Gold fever


Heyday is publishing a book in the fall called, Medicine Trails: A Life in Many Worlds, a memoir of a medicine woman in the Karuk tribe of California’s Humboldt County. Not only does it open your eyes to experiences that are completely unfamiliar to most Americans, it is also full of funny little anecdotes that only a woman who has had a life as full and rich as Mavis McCovey’s could have in her repertoire. Here’s a good one:

“It really got bad around here after the miners settled in, around 1852, and it stayed bad for a long time. There is a story on the river of a Karuk man who found a nugget that was about six inches long and shaped like one of those old-fashioned grandmother clocks. He thought it was pretty and cleaned it up and sat it on a shelf in his house so people could see it and admire how pretty it was.

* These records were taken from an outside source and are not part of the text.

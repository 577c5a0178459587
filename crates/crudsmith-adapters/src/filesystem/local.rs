//! Local filesystem adapter using std::fs.

use std::fs::File;
use std::io::{self, BufReader, Read};
use std::path::Path;

use crudsmith_core::{
    application::{ApplicationError, ports::Filesystem},
    error::{CrudsmithError, CrudsmithResult},
};

/// Production filesystem implementation using `std::fs`.
#[derive(Debug, Clone, Copy)]
pub struct LocalFilesystem;

impl LocalFilesystem {
    /// Create a new local filesystem adapter.
    pub fn new() -> Self {
        Self
    }
}

impl Default for LocalFilesystem {
    fn default() -> Self {
        Self::new()
    }
}

impl Filesystem for LocalFilesystem {
    fn create_dir_all(&self, path: &Path) -> CrudsmithResult<()> {
        std::fs::create_dir_all(path).map_err(|e| map_io_error(path, e, "create directory"))
    }

    fn write_file(&self, path: &Path, content: &str) -> CrudsmithResult<()> {
        std::fs::write(path, content).map_err(|e| map_io_error(path, e, "write file"))
    }

    fn set_permissions(&self, path: &Path, executable: bool) -> CrudsmithResult<()> {
        #[cfg(unix)]
        {
            use std::os::unix::fs::PermissionsExt;
            if executable {
                let metadata =
                    std::fs::metadata(path).map_err(|e| map_io_error(path, e, "get metadata"))?;
                let mut perms = metadata.permissions();
                let mode = perms.mode();
                perms.set_mode(mode | 0o111);
                std::fs::set_permissions(path, perms)
                    .map_err(|e| map_io_error(path, e, "set permissions"))?;
            }
        }
        #[cfg(windows)]
        {
            // Windows doesn't have executable bit in the same way
            let _ = executable;
        }
        Ok(())
    }

    fn exists(&self, path: &Path) -> bool {
        path.exists()
    }

    fn open_read(&self, path: &Path) -> CrudsmithResult<Box<dyn Read + Send>> {
        let file = File::open(path).map_err(|e| map_io_error(path, e, "open file"))?;
        Ok(Box::new(BufReader::new(file)))
    }

    fn remove_dir_all(&self, path: &Path) -> CrudsmithResult<()> {
        std::fs::remove_dir_all(path).map_err(|e| map_io_error(path, e, "remove directory"))
    }

    fn remove_file(&self, path: &Path) -> CrudsmithResult<()> {
        std::fs::remove_file(path).map_err(|e| map_io_error(path, e, "remove file"))
    }
}

fn map_io_error(path: &Path, e: io::Error, operation: &str) -> CrudsmithError {
    ApplicationError::FilesystemError {
        path: path.to_path_buf(),
        reason: format!("Failed to {}: {}", operation, e),
    }
    .into()
}
//! Observer that buffers events in memory.

use std::sync::{Arc, Mutex, MutexGuard};

use crudsmith_core::application::{PipelineEvent, PipelineStep, ports::PipelineObserver};

/// Thread-safe event buffer.
///
/// Clones share the same buffer, so one handle can be given to a service
/// while another is kept for inspection.
#[derive(Debug, Default, Clone)]
pub struct RecordingObserver {
    events: Arc<Mutex<Vec<PipelineEvent>>>,
}

impl RecordingObserver {
    pub fn new() -> Self {
        Self::default()
    }

    fn lock(&self) -> MutexGuard<'_, Vec<PipelineEvent>> {
        // A panicking observer call cannot leave the Vec half-written.
        self.events.lock().unwrap_or_else(|poisoned| poisoned.into_inner())
    }

    /// Snapshot of every event so far, in arrival order.
    pub fn events(&self) -> Vec<PipelineEvent> {
        self.lock().clone()
    }

    /// Steps that completed successfully, in order.
    pub fn steps(&self) -> Vec<PipelineStep> {
        self.lock()
            .iter()
            .filter_map(|e| match e {
                PipelineEvent::StepSucceeded(step) => Some(*step),
                _ => None,
            })
            .collect()
    }

    /// Steps that reported failure, in order.
    pub fn failures(&self) -> Vec<PipelineStep> {
        self.lock()
            .iter()
            .filter_map(|e| match e {
                PipelineEvent::StepFailed { step, .. } => Some(*step),
                _ => None,
            })
            .collect()
    }

    pub fn clear(&self) {
        self.lock().clear();
    }
}

impl PipelineObserver for RecordingObserver {
    fn on_event(&self, event: &PipelineEvent) {
        self.lock().push(event.clone());
    }
}
//! Filesystem adapters.

mod local;
mod memory;

pub use local::LocalFilesystem;
pub use memory::MemoryFilesystem;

He was proud of it. Then his friend told him, “That’s the kind of rocks those white people are digging for.” He said, “That’s the kind they are all crazy about. You’d better not have that rock here, or they’ll come kill you for it.” He told him, “They’re crazy about little bitty ones and you got this great big one you can hardly lift. You better get rid of it.” Well, he thought about how much he liked that rock and hid it under his bedding for a while. Then pretty soon he took it back out, petted his yellow rock and took it out in the hills away from where he found it, dug a hole, and buried it so that he wouldn’t get killed over that rock.”